== THE PROBLEM ==
The response should be an exact repetition of all the entries.
= = = =
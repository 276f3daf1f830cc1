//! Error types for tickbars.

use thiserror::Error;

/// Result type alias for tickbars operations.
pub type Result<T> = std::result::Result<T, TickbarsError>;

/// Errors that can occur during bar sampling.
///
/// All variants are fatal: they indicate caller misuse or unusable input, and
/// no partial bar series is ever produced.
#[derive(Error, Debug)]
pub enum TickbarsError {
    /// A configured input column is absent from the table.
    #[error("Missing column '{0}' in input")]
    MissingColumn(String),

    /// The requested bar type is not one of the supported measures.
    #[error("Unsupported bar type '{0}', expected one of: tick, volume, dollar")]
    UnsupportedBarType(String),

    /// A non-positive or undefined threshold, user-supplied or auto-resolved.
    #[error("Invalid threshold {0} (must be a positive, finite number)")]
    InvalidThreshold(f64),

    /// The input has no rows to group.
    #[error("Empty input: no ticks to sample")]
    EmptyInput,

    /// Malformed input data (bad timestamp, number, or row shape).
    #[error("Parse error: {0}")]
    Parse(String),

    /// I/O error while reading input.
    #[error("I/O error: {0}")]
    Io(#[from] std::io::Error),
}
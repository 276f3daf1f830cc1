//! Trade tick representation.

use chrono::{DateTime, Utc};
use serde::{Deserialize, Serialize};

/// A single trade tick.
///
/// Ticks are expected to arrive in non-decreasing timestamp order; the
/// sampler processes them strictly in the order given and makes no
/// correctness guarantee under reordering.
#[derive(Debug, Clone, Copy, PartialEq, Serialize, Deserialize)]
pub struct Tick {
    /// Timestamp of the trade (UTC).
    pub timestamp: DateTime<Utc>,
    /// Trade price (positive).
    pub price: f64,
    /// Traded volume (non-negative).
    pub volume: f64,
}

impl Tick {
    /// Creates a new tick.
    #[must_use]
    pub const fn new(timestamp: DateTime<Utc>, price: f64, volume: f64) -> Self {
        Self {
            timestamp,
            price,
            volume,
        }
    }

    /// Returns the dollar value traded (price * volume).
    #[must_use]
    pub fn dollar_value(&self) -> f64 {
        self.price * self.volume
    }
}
= = = =
== SOLVED PROBLEM ==
repository 276f3daf1f830cc1
//! Error types for tickbars.

use thiserror::Error;

/// Result type alias for tickbars operations.
pub type Result<T> = std::result::Result<T, TickbarsError>;

/// Errors that can occur during bar sampling.
///
/// All variants are fatal: they indicate caller misuse or unusable input, and
/// no partial bar series is ever produced.
#[derive(Error, Debug)]
pub enum TickbarsError {
    /// A configured input column is absent from the table.
    #[error("Missing column '{0}' in input")]
    MissingColumn(String),

    /// The requested bar type is not one of the supported measures.
    #[error("Unsupported bar type '{0}', expected one of: tick, volume, dollar")]
    UnsupportedBarType(String),

    /// A non-positive or undefined threshold, user-supplied or auto-resolved.
    #[error("Invalid threshold {0} (must be a positive, finite number)")]
    InvalidThreshold(f64),

    /// The input has no rows to group.
    #[error("Empty input: no ticks to sample")]
    EmptyInput,

    /// Malformed input data (bad timestamp, number, or row shape).
    #[error("Parse error: {0}")]
    Parse(String),

    /// I/O error while reading input.
    #[error("I/O error: {0}")]
    Io(#[from] std::io::Error),
}
repository 276f3daf1f830cc1
//! Trade tick representation.

use chrono::{DateTime, Utc};
use serde::{Deserialize, Serialize};

/// A single trade tick.
///
/// Ticks are expected to arrive in non-decreasing timestamp order; the
/// sampler processes them strictly in the order given and makes no
/// correctness guarantee under reordering.
#[derive(Debug, Clone, Copy, PartialEq, Serialize, Deserialize)]
pub struct Tick {
    /// Timestamp of the trade (UTC).
    pub timestamp: DateTime<Utc>,
    /// Trade price (positive).
    pub price: f64,
    /// Traded volume (non-negative).
    pub volume: f64,
}

impl Tick {
    /// Creates a new tick.
    #[must_use]
    pub const fn new(timestamp: DateTime<Utc>, price: f64, volume: f64) -> Self {
        Self {
            timestamp,
            price,
            volume,
        }
    }

    /// Returns the dollar value traded (price * volume).
    #[must_use]
    pub fn dollar_value(&self) -> f64 {
        self.price * self.volume
    }
}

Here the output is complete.